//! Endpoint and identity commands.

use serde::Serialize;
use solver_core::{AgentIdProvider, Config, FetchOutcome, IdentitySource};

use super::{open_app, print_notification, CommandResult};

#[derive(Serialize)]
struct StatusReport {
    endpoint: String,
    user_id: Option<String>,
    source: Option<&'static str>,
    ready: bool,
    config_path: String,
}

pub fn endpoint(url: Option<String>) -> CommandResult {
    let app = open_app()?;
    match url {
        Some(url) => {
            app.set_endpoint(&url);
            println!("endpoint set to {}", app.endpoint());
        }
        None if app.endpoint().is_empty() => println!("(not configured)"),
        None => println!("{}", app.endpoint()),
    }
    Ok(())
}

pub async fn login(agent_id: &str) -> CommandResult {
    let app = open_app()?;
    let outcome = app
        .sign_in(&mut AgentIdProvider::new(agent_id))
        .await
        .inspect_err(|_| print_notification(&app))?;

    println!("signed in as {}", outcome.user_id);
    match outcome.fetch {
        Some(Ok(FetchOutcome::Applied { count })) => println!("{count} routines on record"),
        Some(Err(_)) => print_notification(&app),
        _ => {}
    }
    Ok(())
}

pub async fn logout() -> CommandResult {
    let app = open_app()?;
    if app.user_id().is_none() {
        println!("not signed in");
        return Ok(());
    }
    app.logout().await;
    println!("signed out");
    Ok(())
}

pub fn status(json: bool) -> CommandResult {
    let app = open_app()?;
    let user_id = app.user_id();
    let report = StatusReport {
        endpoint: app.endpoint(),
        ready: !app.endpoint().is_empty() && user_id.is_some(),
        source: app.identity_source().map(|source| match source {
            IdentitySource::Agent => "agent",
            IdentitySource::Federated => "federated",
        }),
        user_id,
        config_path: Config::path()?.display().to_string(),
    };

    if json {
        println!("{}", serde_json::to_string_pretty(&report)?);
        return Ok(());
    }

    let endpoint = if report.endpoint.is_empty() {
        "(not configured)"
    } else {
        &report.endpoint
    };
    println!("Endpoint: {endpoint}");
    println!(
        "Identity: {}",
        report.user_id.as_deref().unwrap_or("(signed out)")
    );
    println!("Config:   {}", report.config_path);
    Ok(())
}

--

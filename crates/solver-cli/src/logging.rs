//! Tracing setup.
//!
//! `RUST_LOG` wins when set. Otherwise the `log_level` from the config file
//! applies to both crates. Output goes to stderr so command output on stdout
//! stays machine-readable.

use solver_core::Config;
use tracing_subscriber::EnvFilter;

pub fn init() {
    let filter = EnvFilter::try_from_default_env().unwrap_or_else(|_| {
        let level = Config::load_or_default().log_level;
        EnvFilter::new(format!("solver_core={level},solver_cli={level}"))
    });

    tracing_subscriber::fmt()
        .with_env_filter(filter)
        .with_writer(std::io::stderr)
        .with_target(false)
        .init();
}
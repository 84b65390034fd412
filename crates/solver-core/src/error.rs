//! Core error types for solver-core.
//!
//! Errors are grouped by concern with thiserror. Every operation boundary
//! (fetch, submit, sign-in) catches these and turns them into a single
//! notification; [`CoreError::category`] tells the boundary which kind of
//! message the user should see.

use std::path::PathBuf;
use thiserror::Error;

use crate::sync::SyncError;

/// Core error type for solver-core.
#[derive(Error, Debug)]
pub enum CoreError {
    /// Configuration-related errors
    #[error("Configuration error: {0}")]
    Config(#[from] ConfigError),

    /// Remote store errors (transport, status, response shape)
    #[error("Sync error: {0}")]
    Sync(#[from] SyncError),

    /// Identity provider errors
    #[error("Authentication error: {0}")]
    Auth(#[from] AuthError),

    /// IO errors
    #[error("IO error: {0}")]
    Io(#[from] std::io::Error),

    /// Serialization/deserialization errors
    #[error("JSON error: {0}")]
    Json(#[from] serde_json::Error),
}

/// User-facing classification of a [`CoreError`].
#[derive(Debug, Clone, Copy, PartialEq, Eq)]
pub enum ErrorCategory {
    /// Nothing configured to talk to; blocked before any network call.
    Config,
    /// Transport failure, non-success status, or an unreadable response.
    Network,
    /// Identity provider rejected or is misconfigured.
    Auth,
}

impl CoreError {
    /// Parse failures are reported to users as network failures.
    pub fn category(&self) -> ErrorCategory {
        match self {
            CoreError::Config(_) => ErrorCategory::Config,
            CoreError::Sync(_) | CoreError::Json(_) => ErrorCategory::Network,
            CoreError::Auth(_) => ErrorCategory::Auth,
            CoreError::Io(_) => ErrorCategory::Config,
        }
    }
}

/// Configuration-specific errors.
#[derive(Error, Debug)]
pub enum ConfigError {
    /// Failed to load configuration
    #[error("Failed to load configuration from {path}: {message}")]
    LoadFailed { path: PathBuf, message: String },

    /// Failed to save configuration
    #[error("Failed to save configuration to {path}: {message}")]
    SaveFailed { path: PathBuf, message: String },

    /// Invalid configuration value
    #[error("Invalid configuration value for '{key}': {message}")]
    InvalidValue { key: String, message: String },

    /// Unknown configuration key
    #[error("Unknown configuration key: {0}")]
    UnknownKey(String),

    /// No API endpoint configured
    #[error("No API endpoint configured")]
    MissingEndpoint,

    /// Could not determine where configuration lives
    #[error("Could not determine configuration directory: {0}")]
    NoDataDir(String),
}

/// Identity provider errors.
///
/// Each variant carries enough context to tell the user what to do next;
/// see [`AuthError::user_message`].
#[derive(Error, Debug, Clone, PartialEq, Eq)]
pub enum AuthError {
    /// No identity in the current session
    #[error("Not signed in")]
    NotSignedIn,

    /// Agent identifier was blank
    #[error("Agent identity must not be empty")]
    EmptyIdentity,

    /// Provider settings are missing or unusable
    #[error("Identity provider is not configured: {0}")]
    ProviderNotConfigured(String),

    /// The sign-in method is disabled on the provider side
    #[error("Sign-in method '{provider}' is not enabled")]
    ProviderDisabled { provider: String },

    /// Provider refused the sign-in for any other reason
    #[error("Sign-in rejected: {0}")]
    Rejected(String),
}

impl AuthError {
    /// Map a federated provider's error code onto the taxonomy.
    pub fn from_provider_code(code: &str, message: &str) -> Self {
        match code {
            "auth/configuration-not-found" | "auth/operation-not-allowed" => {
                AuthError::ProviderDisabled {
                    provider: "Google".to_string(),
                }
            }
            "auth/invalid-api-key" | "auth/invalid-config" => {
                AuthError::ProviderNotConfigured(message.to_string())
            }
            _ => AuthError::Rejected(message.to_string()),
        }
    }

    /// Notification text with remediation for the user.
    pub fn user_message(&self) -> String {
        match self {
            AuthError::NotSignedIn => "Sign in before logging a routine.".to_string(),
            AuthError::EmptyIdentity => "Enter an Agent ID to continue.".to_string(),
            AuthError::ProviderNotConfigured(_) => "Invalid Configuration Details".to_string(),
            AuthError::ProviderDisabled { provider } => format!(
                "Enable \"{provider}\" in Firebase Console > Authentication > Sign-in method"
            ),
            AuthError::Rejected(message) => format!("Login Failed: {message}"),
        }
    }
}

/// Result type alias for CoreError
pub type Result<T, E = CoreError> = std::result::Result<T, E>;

...

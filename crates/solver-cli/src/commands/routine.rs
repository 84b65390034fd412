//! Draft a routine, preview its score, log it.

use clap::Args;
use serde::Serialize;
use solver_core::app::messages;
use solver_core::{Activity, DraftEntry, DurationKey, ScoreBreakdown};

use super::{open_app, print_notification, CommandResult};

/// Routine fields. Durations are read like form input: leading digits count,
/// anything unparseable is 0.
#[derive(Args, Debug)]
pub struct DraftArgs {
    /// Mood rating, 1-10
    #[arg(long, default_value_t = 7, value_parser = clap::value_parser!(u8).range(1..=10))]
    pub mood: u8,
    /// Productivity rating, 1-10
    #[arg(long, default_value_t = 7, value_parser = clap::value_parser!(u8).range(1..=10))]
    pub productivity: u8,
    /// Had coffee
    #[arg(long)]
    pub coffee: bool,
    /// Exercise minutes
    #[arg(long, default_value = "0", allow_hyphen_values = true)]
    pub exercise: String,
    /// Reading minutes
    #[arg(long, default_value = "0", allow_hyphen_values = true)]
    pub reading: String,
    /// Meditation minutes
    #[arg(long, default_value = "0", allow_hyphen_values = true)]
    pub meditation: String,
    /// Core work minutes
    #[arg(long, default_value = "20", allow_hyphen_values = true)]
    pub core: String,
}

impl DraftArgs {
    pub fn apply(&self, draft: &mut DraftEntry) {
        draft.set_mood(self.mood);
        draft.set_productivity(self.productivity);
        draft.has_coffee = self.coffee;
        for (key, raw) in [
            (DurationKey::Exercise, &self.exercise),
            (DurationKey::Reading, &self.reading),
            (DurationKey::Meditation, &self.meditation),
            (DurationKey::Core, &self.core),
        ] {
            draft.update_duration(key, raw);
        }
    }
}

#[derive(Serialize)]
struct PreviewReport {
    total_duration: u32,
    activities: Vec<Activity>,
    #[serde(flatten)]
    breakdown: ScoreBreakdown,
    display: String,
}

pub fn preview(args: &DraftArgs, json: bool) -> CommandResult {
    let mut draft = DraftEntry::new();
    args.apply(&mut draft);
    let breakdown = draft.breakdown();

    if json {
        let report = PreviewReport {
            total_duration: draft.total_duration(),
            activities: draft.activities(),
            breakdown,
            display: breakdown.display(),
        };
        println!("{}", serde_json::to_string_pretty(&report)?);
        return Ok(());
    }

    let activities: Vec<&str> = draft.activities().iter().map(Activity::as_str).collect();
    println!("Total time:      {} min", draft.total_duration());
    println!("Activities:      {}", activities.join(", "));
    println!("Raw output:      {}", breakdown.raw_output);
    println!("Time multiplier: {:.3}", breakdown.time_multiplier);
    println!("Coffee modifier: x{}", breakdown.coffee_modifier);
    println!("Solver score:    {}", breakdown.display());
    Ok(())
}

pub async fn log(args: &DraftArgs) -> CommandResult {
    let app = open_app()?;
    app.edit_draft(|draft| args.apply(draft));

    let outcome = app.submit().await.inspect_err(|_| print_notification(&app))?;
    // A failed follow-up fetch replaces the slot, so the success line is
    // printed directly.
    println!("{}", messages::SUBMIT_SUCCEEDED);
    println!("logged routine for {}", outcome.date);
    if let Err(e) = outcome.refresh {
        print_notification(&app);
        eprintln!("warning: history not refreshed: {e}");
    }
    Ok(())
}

▶ Task description
Word for word, restate the lines of the listing above starting at the line with "and identity commands." and ending at the line with "source: app.identity_source().map(|source| match", and nothing outside them.

▶ Finished task
//! Endpoint and identity commands.

use serde::Serialize;
use solver_core::{AgentIdProvider, Config, FetchOutcome, IdentitySource};

use super::{open_app, print_notification, CommandResult};

#[derive(Serialize)]
struct StatusReport {
    endpoint: String,
    user_id: Option<String>,
    source: Option<&'static str>,
    ready: bool,
    config_path: String,
}

pub fn endpoint(url: Option<String>) -> CommandResult {
    let app = open_app()?;
    match url {
        Some(url) => {
            app.set_endpoint(&url);
            println!("endpoint set to {}", app.endpoint());
        }
        None if app.endpoint().is_empty() => println!("(not configured)"),
        None => println!("{}", app.endpoint()),
    }
    Ok(())
}

pub async fn login(agent_id: &str) -> CommandResult {
    let app = open_app()?;
    let outcome = app
        .sign_in(&mut AgentIdProvider::new(agent_id))
        .await
        .inspect_err(|_| print_notification(&app))?;

    println!("signed in as {}", outcome.user_id);
    match outcome.fetch {
        Some(Ok(FetchOutcome::Applied { count })) => println!("{count} routines on record"),
        Some(Err(_)) => print_notification(&app),
        _ => {}
    }
    Ok(())
}

pub async fn logout() -> CommandResult {
    let app = open_app()?;
    if app.user_id().is_none() {
        println!("not signed in");
        return Ok(());
    }
    app.logout().await;
    println!("signed out");
    Ok(())
}

pub fn status(json: bool) -> CommandResult {
    let app = open_app()?;
    let user_id = app.user_id();
    let report = StatusReport {
        endpoint: app.endpoint(),
        ready: !app.endpoint().is_empty() && user_id.is_some(),
        source: app.identity_source().map(|source| match source {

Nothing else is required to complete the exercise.